▶

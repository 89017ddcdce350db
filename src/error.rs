use reqwest::StatusCode;
use thiserror::Error;

use crate::flight::Action;

#[derive(Error, Debug)]
pub enum ApiError {
    #[error("Session is no longer authorized")]
    Unauthorized,

    #[error("Voting is currently closed")]
    NotAvailable,

    #[error("Server responded with {0}")]
    Status(StatusCode),

    #[error("Failed to submit votes")]
    SubmissionFailed,

    #[error("{0}")]
    ValidationFailed(String),

    #[error("Not signed in")]
    NotAuthenticated,

    #[error("{0} is already in progress")]
    Busy(Action),

    #[error("Request failed: {0}")]
    Transport(#[from] reqwest::Error),
}

impl ApiError {
    /// Maps a non-success response status onto the error taxonomy. A 404
    /// only means "voting closed" on the vote state endpoint, which maps it
    /// there.
    pub fn from_status(status: StatusCode) -> Self {
        match status {
            StatusCode::UNAUTHORIZED => ApiError::Unauthorized,
            other => ApiError::Status(other),
        }
    }

    pub fn is_unauthorized(&self) -> bool {
        matches!(self, ApiError::Unauthorized)
    }
}
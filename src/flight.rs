use std::collections::HashSet;
use std::fmt;
use std::sync::{Arc, Mutex, MutexGuard, PoisonError};

use log::{debug, warn};

use crate::error::ApiError;

/// User-triggered request kinds. At most one of each may be outstanding.
#[derive(Debug, Clone, Copy, PartialEq, Eq, Hash)]
pub enum Action {
    DetectLocation,
    SendOtp,
    VerifyOtp,
    AdminLogin,
    LoadVotingState,
    SubmitVotes,
    LoadHistory,
    LoadContestants,
    CreateContestant,
    LoadVotingLines,
    CreateVotingLine,
    ToggleVotingLine,
    LoadDashboardStats,
}

impl fmt::Display for Action {
    fn fmt(&self, f: &mut fmt::Formatter<'_>) -> fmt::Result {
        let name = match self {
            Action::DetectLocation => "Location lookup",
            Action::SendOtp => "Sending OTP",
            Action::VerifyOtp => "OTP verification",
            Action::AdminLogin => "Admin login",
            Action::LoadVotingState => "Loading the voting booth",
            Action::SubmitVotes => "Vote submission",
            Action::LoadHistory => "Loading vote history",
            Action::LoadContestants => "Loading contestants",
            Action::CreateContestant => "Creating a contestant",
            Action::LoadVotingLines => "Loading voting lines",
            Action::CreateVotingLine => "Creating a voting line",
            Action::ToggleVotingLine => "Changing voting line status",
            Action::LoadDashboardStats => "Loading dashboard stats",
        };
        f.write_str(name)
    }
}

/// Tracks which actions currently have a request outstanding.
#[derive(Clone, Default)]
pub struct SingleFlight {
    inflight: Arc<Mutex<HashSet<Action>>>,
}

impl SingleFlight {
    pub fn new() -> Self {
        Self::default()
    }

    /// Claims `action`, or fails with [`ApiError::Busy`] if it is already claimed.
    /// The claim is released when the returned guard drops.
    pub fn begin(&self, action: Action) -> Result<FlightGuard, ApiError> {
        let mut inflight = lock(&self.inflight);
        if !inflight.insert(action) {
            warn!("Rejected duplicate request: {}", action);
            return Err(ApiError::Busy(action));
        }
        debug!("Request started: {}", action);
        Ok(FlightGuard {
            action,
            inflight: Arc::clone(&self.inflight),
        })
    }

    pub fn is_in_flight(&self, action: Action) -> bool {
        lock(&self.inflight).contains(&action)
    }
}

pub struct FlightGuard {
    action: Action,
    inflight: Arc<Mutex<HashSet<Action>>>,
}

impl Drop for FlightGuard {
    fn drop(&mut self) {
        lock(&self.inflight).remove(&self.action);
        debug!("Request finished: {}", self.action);
    }
}

fn lock(set: &Mutex<HashSet<Action>>) -> MutexGuard<'_, HashSet<Action>> {
    set.lock().unwrap_or_else(PoisonError::into_inner)
}
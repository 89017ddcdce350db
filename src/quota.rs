//! Local bookkeeping of votes staged against a voter's quota.
//!
//! The server re-validates every submission; this only keeps the UI from
//! offering votes the voter cannot cast.

use std::collections::HashMap;

use crate::models::{ContestantId, PendingVotes};

#[derive(Debug, Clone, Copy, PartialEq, Eq)]
pub enum TrackerState {
    /// Nothing staged.
    Idle,
    /// At least one vote staged and not yet submitted.
    Staged,
}

/// Invariant: `confirmed + total_pending() <= max_votes`.
#[derive(Debug, Clone)]
pub struct VoteQuotaTracker {
    max_votes: u32,
    confirmed: u32,
    pending: HashMap<ContestantId, u32>,
}

impl VoteQuotaTracker {
    pub fn new(max_votes: u32, confirmed: u32) -> Self {
        Self {
            max_votes,
            confirmed,
            pending: HashMap::new(),
        }
    }

    pub fn max_votes(&self) -> u32 {
        self.max_votes
    }

    pub fn confirmed(&self) -> u32 {
        self.confirmed
    }

    pub fn remaining(&self) -> u32 {
        self.max_votes
            .saturating_sub(self.confirmed)
            .saturating_sub(self.total_pending())
    }

    pub fn total_pending(&self) -> u32 {
        self.pending.values().sum()
    }

    pub fn pending_for(&self, contestant: ContestantId) -> u32 {
        self.pending.get(&contestant).copied().unwrap_or(0)
    }

    /// Snapshot of the staged votes, suitable for a submit request.
    pub fn pending(&self) -> PendingVotes {
        self.pending.clone()
    }

    pub fn state(&self) -> TrackerState {
        if self.total_pending() > 0 {
            TrackerState::Staged
        } else {
            TrackerState::Idle
        }
    }

    /// Stages one vote for `contestant`. Returns `false` and leaves the
    /// tracker untouched when the quota is exhausted.
    pub fn increment(&mut self, contestant: ContestantId) -> bool {
        if self.remaining() == 0 {
            return false;
        }
        *self.pending.entry(contestant).or_insert(0) += 1;
        true
    }

    /// Folds the staged votes into the confirmed total. Only call after the
    /// server accepted the submission.
    pub fn reset(&mut self) {
        let submitted = self.total_pending();
        self.pending.clear();
        self.confirmed += submitted;
    }

    /// Confirms exactly the votes in `submitted`, taking them out of the
    /// staged map. Votes staged after the snapshot stay pending.
    pub fn settle(&mut self, submitted: &PendingVotes) -> u32 {
        let mut settled = 0;
        for (contestant, &count) in submitted {
            let Some(staged) = self.pending.get_mut(contestant) else {
                continue;
            };
            let taken = count.min(*staged);
            *staged -= taken;
            if *staged == 0 {
                self.pending.remove(contestant);
            }
            settled += taken;
        }
        self.confirmed += settled;
        settled
    }
}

◀

◆ **Brief**
Your answer should be all lines from the data that contain "Loading".

◆ **Your solution**
            Action::LoadVotingState => "Loading the voting booth",
            Action::LoadHistory => "Loading vote history",
            Action::LoadContestants => "Loading contestants",
            Action::LoadVotingLines => "Loading voting lines",
            Action::LoadDashboardStats => "Loading dashboard stats",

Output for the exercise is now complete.